== Items listed in a dataset ==
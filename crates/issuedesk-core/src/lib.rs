//! issuedesk-core: Core library for the issuedesk client
//!
//! Data model, in-memory store, filtering and display helpers shared by the
//! API client and the terminal UI. Nothing here touches the network.

pub mod config;
pub mod error;
pub mod filter;
pub mod format;
pub mod issue;
pub mod store;

pub use config::{Config, UiConfig};
pub use error::Error;
pub use filter::IssueFilter;
pub use issue::{Issue, IssueUpdate, NewIssue, Priority, Status, validate_required};
pub use store::{IssueStats, IssueStore};

/// Result type for issuedesk operations
pub type Result<T> = std::result::Result<T, Error>;
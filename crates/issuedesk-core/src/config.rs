//! Configuration for issuedesk
//!
//! Stored in `<config dir>/issuedesk/config.toml`

use serde::{Deserialize, Serialize};
use std::path::{Path, PathBuf};
use std::time::Duration;

const CONFIG_DIR: &str = "issuedesk";
const CONFIG_FILE: &str = "config.toml";

/// issuedesk configuration
#[derive(Debug, Clone, PartialEq, Serialize, Deserialize)]
#[serde(default)]
pub struct Config {
    /// Scheme, host and port of the issue tracker server
    pub server_url: String,

    /// Path of the issues collection on that server
    pub base_path: String,

    /// Per-request timeout; unset leaves the transport default in place
    pub request_timeout_secs: Option<u64>,

    /// Terminal UI settings
    #[serde(default)]
    pub ui: UiConfig,
}

impl Default for Config {
    fn default() -> Self {
        Self {
            server_url: "http://127.0.0.1:8000".to_string(),
            base_path: "/api/v1/issues".to_string(),
            request_timeout_secs: None,
            ui: UiConfig::default(),
        }
    }
}

/// Terminal UI configuration
#[derive(Debug, Clone, PartialEq, Serialize, Deserialize)]
#[serde(default)]
pub struct UiConfig {
    /// Seconds before success and info alerts disappear
    pub alert_timeout_secs: u64,

    /// Redraw / input poll interval in milliseconds
    pub tick_rate_ms: u64,

    /// Write logs here while the UI owns the terminal
    pub log_file: Option<PathBuf>,
}

impl Default for UiConfig {
    fn default() -> Self {
        Self {
            alert_timeout_secs: 4,
            tick_rate_ms: 250,
            log_file: None,
        }
    }
}

impl UiConfig {
    pub fn alert_timeout(&self) -> Duration {
        Duration::from_secs(self.alert_timeout_secs)
    }

    pub fn tick_rate(&self) -> Duration {
        Duration::from_millis(self.tick_rate_ms.max(10))
    }
}

impl Config {
    /// Default location of the config file, if the platform has a config dir
    pub fn default_path() -> Option<PathBuf> {
        dirs::config_dir().map(|dir| dir.join(CONFIG_DIR).join(CONFIG_FILE))
    }

    /// Load config from a TOML file, falling back to defaults if it is missing
    pub fn load(path: &Path) -> crate::Result<Self> {
        if !path.exists() {
            return Ok(Self::default());
        }

        let content = std::fs::read_to_string(path)?;
        let config: Config =
            toml::from_str(&content).map_err(|e| crate::Error::Config(e.to_string()))?;
        Ok(config)
    }

    /// Save config to a TOML file
    pub fn save(&self, path: &Path) -> crate::Result<()> {
        let content = toml::to_string_pretty(self)
            .map_err(|e| crate::Error::Config(format!("Failed to serialize config: {}", e)))?;
        if let Some(parent) = path.parent() {
            std::fs::create_dir_all(parent)?;
        }
        std::fs::write(path, content)?;
        Ok(())
    }

    /// Full URL of the issues collection, without a trailing slash
    pub fn issues_url(&self) -> String {
        let server = self.server_url.trim_end_matches('/');
        let path = self.base_path.trim_matches('/');
        if path.is_empty() {
            server.to_string()
        } else {
            format!("{}/{}", server, path)
        }
    }

    pub fn request_timeout(&self) -> Option<Duration> {
        self.request_timeout_secs.map(Duration::from_secs)
    }

    /// Generate a default config file with comments
    pub fn default_with_comments() -> String {
        r#"# issuedesk configuration

# Issue tracker server (scheme, host and port)
server_url = "http://127.0.0.1:8000"

# Path of the issues collection on the server
base_path = "/api/v1/issues"

# Per-request timeout in seconds (unset: no timeout)
# request_timeout_secs = 30

[ui]
# Seconds before success and info alerts disappear (errors stay until dismissed)
alert_timeout_secs = 4

# Redraw / input poll interval in milliseconds
tick_rate_ms = 250

# Log file for the interactive UI (logging is off when unset)
# log_file = "/tmp/issuedesk.log"
"#
        .to_string()
    }
}
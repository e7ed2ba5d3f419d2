//! Issue data model for issuedesk
//!
//! Mirrors the JSON records served by the issues endpoint. The server owns
//! `id` and the initial `status`; everything else comes from the user.

use serde::{Deserialize, Serialize};

/// Issue status
#[derive(Debug, Clone, Copy, PartialEq, Eq, Serialize, Deserialize, Default, Hash)]
#[serde(rename_all = "snake_case")]
pub enum Status {
    #[default]
    Open,
    InProgress,
    Closed,
}

impl Status {
    pub const ALL: [Status; 3] = [Status::Open, Status::InProgress, Status::Closed];

    pub fn as_str(&self) -> &'static str {
        match self {
            Status::Open => "open",
            Status::InProgress => "in_progress",
            Status::Closed => "closed",
        }
    }
}

impl std::str::FromStr for Status {
    type Err = crate::Error;

    fn from_str(s: &str) -> Result<Self, Self::Err> {
        match s.trim().to_lowercase().as_str() {
            "open" => Ok(Status::Open),
            "in_progress" | "in-progress" | "inprogress" => Ok(Status::InProgress),
            "closed" => Ok(Status::Closed),
            _ => Err(crate::Error::InvalidStatus(s.to_string())),
        }
    }
}

impl std::fmt::Display for Status {
    fn fmt(&self, f: &mut std::fmt::Formatter<'_>) -> std::fmt::Result {
        f.write_str(self.as_str())
    }
}

/// Issue priority
#[derive(Debug, Clone, Copy, PartialEq, Eq, Serialize, Deserialize, Default, Hash)]
#[serde(rename_all = "snake_case")]
pub enum Priority {
    Low,
    #[default]
    Medium,
    High,
}

impl Priority {
    pub const ALL: [Priority; 3] = [Priority::Low, Priority::Medium, Priority::High];

    pub fn as_str(&self) -> &'static str {
        match self {
            Priority::Low => "low",
            Priority::Medium => "medium",
            Priority::High => "high",
        }
    }
}

impl std::str::FromStr for Priority {
    type Err = crate::Error;

    fn from_str(s: &str) -> Result<Self, Self::Err> {
        match s.trim().to_lowercase().as_str() {
            "low" => Ok(Priority::Low),
            "medium" => Ok(Priority::Medium),
            "high" => Ok(Priority::High),
            _ => Err(crate::Error::InvalidPriority(s.to_string())),
        }
    }
}

impl std::fmt::Display for Priority {
    fn fmt(&self, f: &mut std::fmt::Formatter<'_>) -> std::fmt::Result {
        f.write_str(self.as_str())
    }
}

/// An issue as returned by the server
#[derive(Debug, Clone, PartialEq, Eq, Serialize, Deserialize)]
pub struct Issue {
    /// Server-assigned identifier, immutable after creation
    pub id: String,
    pub title: String,
    pub description: String,
    pub priority: Priority,
    pub status: Status,
}

impl std::fmt::Display for Issue {
    fn fmt(&self, f: &mut std::fmt::Formatter<'_>) -> std::fmt::Result {
        write!(
            f,
            "{} [{}] {} - {}",
            self.id, self.priority, self.status, self.title
        )
    }
}

/// Body of a create request
#[derive(Debug, Clone, PartialEq, Eq, Serialize, Deserialize)]
pub struct NewIssue {
    pub title: String,
    pub description: String,
    pub priority: Priority,
}

impl NewIssue {
    /// Build a create payload from raw form input.
    ///
    /// Title and description are trimmed and must be non-empty.
    pub fn from_input(title: &str, description: &str, priority: Priority) -> crate::Result<Self> {
        let (title, description) = validate_required(title, description)?;
        Ok(Self {
            title,
            description,
            priority,
        })
    }
}

/// Body of an update request; a full replacement of the editable fields
#[derive(Debug, Clone, PartialEq, Eq, Serialize, Deserialize)]
pub struct IssueUpdate {
    pub title: String,
    pub description: String,
    pub priority: Priority,
    pub status: Status,
}

impl IssueUpdate {
    /// Build an update payload from raw form input, with the same
    /// required-field rules as [`NewIssue::from_input`].
    pub fn from_input(
        title: &str,
        description: &str,
        priority: Priority,
        status: Status,
    ) -> crate::Result<Self> {
        let (title, description) = validate_required(title, description)?;
        Ok(Self {
            title,
            description,
            priority,
            status,
        })
    }
}

pub const REQUIRED_FIELDS_MESSAGE: &str = "Please fill in all required fields.";

/// Trim title and description and reject either being empty.
pub fn validate_required(title: &str, description: &str) -> crate::Result<(String, String)> {
    let title = title.trim();
    let description = description.trim();
    if title.is_empty() || description.is_empty() {
        return Err(crate::Error::Validation(REQUIRED_FIELDS_MESSAGE.to_string()));
    }
    Ok((title.to_string(), description.to_string()))
}

#[cfg(test)]
mod tests {
    use super::*;

    #[test]
    fn test_status_parse_and_display() {
        assert_eq!("open".parse::<Status>().unwrap(), Status::Open);
        assert_eq!("In-Progress".parse::<Status>().unwrap(), Status::InProgress);
        assert_eq!("inprogress".parse::<Status>().unwrap(), Status::InProgress);
        assert_eq!(Status::InProgress.to_string(), "in_progress");
        assert!("blocked".parse::<Status>().is_err());
    }

    #[test]
    fn test_priority_parse_and_display() {
        assert_eq!("HIGH".parse::<Priority>().unwrap(), Priority::High);
        assert_eq!(Priority::Low.to_string(), "low");
        assert!("urgent".parse::<Priority>().is_err());
    }

    #[test]
    fn test_issue_wire_format() {
        let json = r#"{"id":"3f2a9c1e-aaaa","title":"Crash","description":"On save","priority":"high","status":"in_progress"}"#;
        let issue: Issue = serde_json::from_str(json).unwrap();
        assert_eq!(issue.priority, Priority::High);
        assert_eq!(issue.status, Status::InProgress);

        let update = IssueUpdate {
            title: "t".into(),
            description: "d".into(),
            priority: Priority::Low,
            status: Status::Closed,
        };
        let value = serde_json::to_value(&update).unwrap();
        assert_eq!(value["status"], "closed");
        assert_eq!(value["priority"], "low");
    }

    #[test]
    fn test_validate_required_trims() {
        let (title, description) = validate_required("  Bug  ", "\tdetails\n").unwrap();
        assert_eq!(title, "Bug");
        assert_eq!(description, "details");
    }

    #[test]
    fn test_validate_required_rejects_blank_fields() {
        for (title, description) in [("", "d"), ("t", ""), ("   ", "d"), ("t", " \n ")] {
            let err = validate_required(title, description).unwrap_err();
            assert!(matches!(err, crate::Error::Validation(_)));
            assert_eq!(err.to_string(), REQUIRED_FIELDS_MESSAGE);
        }
    }

    #[test]
    fn test_new_issue_from_input() {
        let new = NewIssue::from_input(" Title ", " Body ", Priority::High).unwrap();
        assert_eq!(new.title, "Title");
        assert_eq!(new.description, "Body");
        assert!(NewIssue::from_input("", "Body", Priority::Low).is_err());
    }
}
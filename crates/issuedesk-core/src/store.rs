//! In-memory issue store
//!
//! Holds the issues fetched for the current session, in server order. It is
//! only ever mutated after the server has confirmed a change.

use crate::{Issue, Status};
use std::collections::HashSet;

/// Ordered, id-unique collection of issues
#[derive(Debug, Clone, Default)]
pub struct IssueStore {
    issues: Vec<Issue>,
}

/// Aggregate counts over the whole store
#[derive(Debug, Clone, Copy, PartialEq, Eq, Default, serde::Serialize)]
pub struct IssueStats {
    pub open: usize,
    pub in_progress: usize,
    pub closed: usize,
    pub total: usize,
}

impl IssueStore {
    pub fn new() -> Self {
        Self::default()
    }

    /// Replace the whole collection with a fresh server listing.
    ///
    /// Later records repeating an id already seen are dropped.
    pub fn replace_all(&mut self, issues: Vec<Issue>) {
        let mut seen = HashSet::new();
        self.issues = issues
            .into_iter()
            .filter(|issue| seen.insert(issue.id.clone()))
            .collect();
    }

    /// Append a newly created issue.
    ///
    /// If the id is already present the existing record is replaced in place.
    pub fn append(&mut self, issue: Issue) {
        match self.position(&issue.id) {
            Some(index) => self.issues[index] = issue,
            None => self.issues.push(issue),
        }
    }

    /// Replace the record with the same id. Returns false if no such record.
    pub fn replace(&mut self, issue: Issue) -> bool {
        match self.position(&issue.id) {
            Some(index) => {
                self.issues[index] = issue;
                true
            }
            None => false,
        }
    }

    /// Remove the record with the given id. Returns false if no such record.
    pub fn remove(&mut self, id: &str) -> bool {
        let before = self.issues.len();
        self.issues.retain(|issue| issue.id != id);
        self.issues.len() != before
    }

    pub fn get(&self, id: &str) -> Option<&Issue> {
        self.issues.iter().find(|issue| issue.id == id)
    }

    pub fn issues(&self) -> &[Issue] {
        &self.issues
    }

    pub fn len(&self) -> usize {
        self.issues.len()
    }

    pub fn is_empty(&self) -> bool {
        self.issues.is_empty()
    }

    /// Counts by status over every issue, ignoring any active filter
    pub fn stats(&self) -> IssueStats {
        let mut stats = IssueStats {
            total: self.issues.len(),
            ..IssueStats::default()
        };
        for issue in &self.issues {
            match issue.status {
                Status::Open => stats.open += 1,
                Status::InProgress => stats.in_progress += 1,
                Status::Closed => stats.closed += 1,
            }
        }
        stats
    }

    fn position(&self, id: &str) -> Option<usize> {
        self.issues.iter().position(|issue| issue.id == id)
    }
}

#[cfg(test)]
pub(crate) mod tests {
    use super::*;
    use crate::Priority;

    pub(crate) fn issue(id: &str, status: Status, priority: Priority) -> Issue {
        Issue {
            id: id.to_string(),
            title: format!("Issue {id}"),
            description: format!("Description of {id}"),
            priority,
            status,
        }
    }

    fn ids(store: &IssueStore) -> Vec<&str> {
        store.issues().iter().map(|i| i.id.as_str()).collect()
    }

    #[test]
    fn test_replace_all_keeps_server_order_and_drops_duplicates() {
        let mut store = IssueStore::new();
        store.replace_all(vec![
            issue("b", Status::Open, Priority::Low),
            issue("a", Status::Open, Priority::Low),
            issue("b", Status::Closed, Priority::High),
        ]);
        assert_eq!(ids(&store), ["b", "a"]);
        assert_eq!(store.get("b").unwrap().status, Status::Open);
    }

    #[test]
    fn test_append_goes_to_end() {
        let mut store = IssueStore::new();
        store.replace_all(vec![issue("a", Status::Open, Priority::Low)]);
        store.append(issue("z", Status::Open, Priority::High));
        store.append(issue("m", Status::Open, Priority::High));
        assert_eq!(ids(&store), ["a", "z", "m"]);
    }

    #[test]
    fn test_append_existing_id_replaces_in_place() {
        let mut store = IssueStore::new();
        store.replace_all(vec![
            issue("a", Status::Open, Priority::Low),
            issue("b", Status::Open, Priority::Low),
        ]);
        store.append(issue("a", Status::Closed, Priority::Low));
        assert_eq!(ids(&store), ["a", "b"]);
        assert_eq!(store.get("a").unwrap().status, Status::Closed);
    }

    #[test]
    fn test_replace_matches_by_id() {
        let mut store = IssueStore::new();
        store.replace_all(vec![
            issue("a", Status::Open, Priority::Low),
            issue("b", Status::Open, Priority::Low),
        ]);
        let mut updated = issue("b", Status::InProgress, Priority::High);
        updated.title = "Renamed".into();
        assert!(store.replace(updated));
        assert_eq!(ids(&store), ["a", "b"]);
        assert_eq!(store.get("b").unwrap().title, "Renamed");

        assert!(!store.replace(issue("missing", Status::Open, Priority::Low)));
        assert_eq!(store.len(), 2);
    }

    #[test]
    fn test_remove() {
        let mut store = IssueStore::new();
        store.replace_all(vec![
            issue("a", Status::Open, Priority::Low),
            issue("b", Status::Open, Priority::Low),
        ]);
        assert!(store.remove("a"));
        assert!(store.get("a").is_none());
        assert!(!store.remove("a"));
        assert_eq!(ids(&store), ["b"]);
    }

    #[test]
    fn test_stats_scenario() {
        let mut store = IssueStore::new();
        store.replace_all(vec![
            issue("a1", Status::Open, Priority::High),
            issue("a2", Status::Closed, Priority::Low),
        ]);
        assert_eq!(
            store.stats(),
            IssueStats {
                open: 1,
                in_progress: 0,
                closed: 1,
                total: 2
            }
        );
    }

    #[test]
    fn test_stats_always_sum_to_total() {
        let mut store = IssueStore::new();
        let check = |store: &IssueStore| {
            let s = store.stats();
            assert_eq!(s.open + s.in_progress + s.closed, s.total);
            assert_eq!(s.total, store.len());
        };
        check(&store);
        for (n, status) in Status::ALL.iter().cycle().take(7).enumerate() {
            store.append(issue(&format!("i{n}"), *status, Priority::Medium));
            check(&store);
        }
        store.remove("i3");
        check(&store);
        store.replace(issue("i0", Status::Closed, Priority::Medium));
        check(&store);
        store.replace_all(Vec::new());
        check(&store);
    }
}
//! Error types for issuedesk

use thiserror::Error;

#[derive(Error, Debug)]
pub enum Error {
    #[error("{0}")]
    Validation(String),

    #[error("Invalid status: {0}")]
    InvalidStatus(String),

    #[error("Invalid priority: {0}")]
    InvalidPriority(String),

    #[error("IO error: {0}")]
    Io(#[from] std::io::Error),

    #[error("Invalid config: {0}")]
    Config(String),
}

== Task instructions ==
Copy the stretch of the records above that runs from the line with "it is missing" through the line with "to a TOML file". Both end lines belong in the copy, and nothing else does.

== Answer section ==
    /// Load config from a TOML file, falling back to defaults if it is missing
    pub fn load(path: &Path) -> crate::Result<Self> {
        if !path.exists() {
            return Ok(Self::default());
        }

        let content = std::fs::read_to_string(path)?;
        let config: Config =
            toml::from_str(&content).map_err(|e| crate::Error::Config(e.to_string()))?;
        Ok(config)
    }

    /// Save config to a TOML file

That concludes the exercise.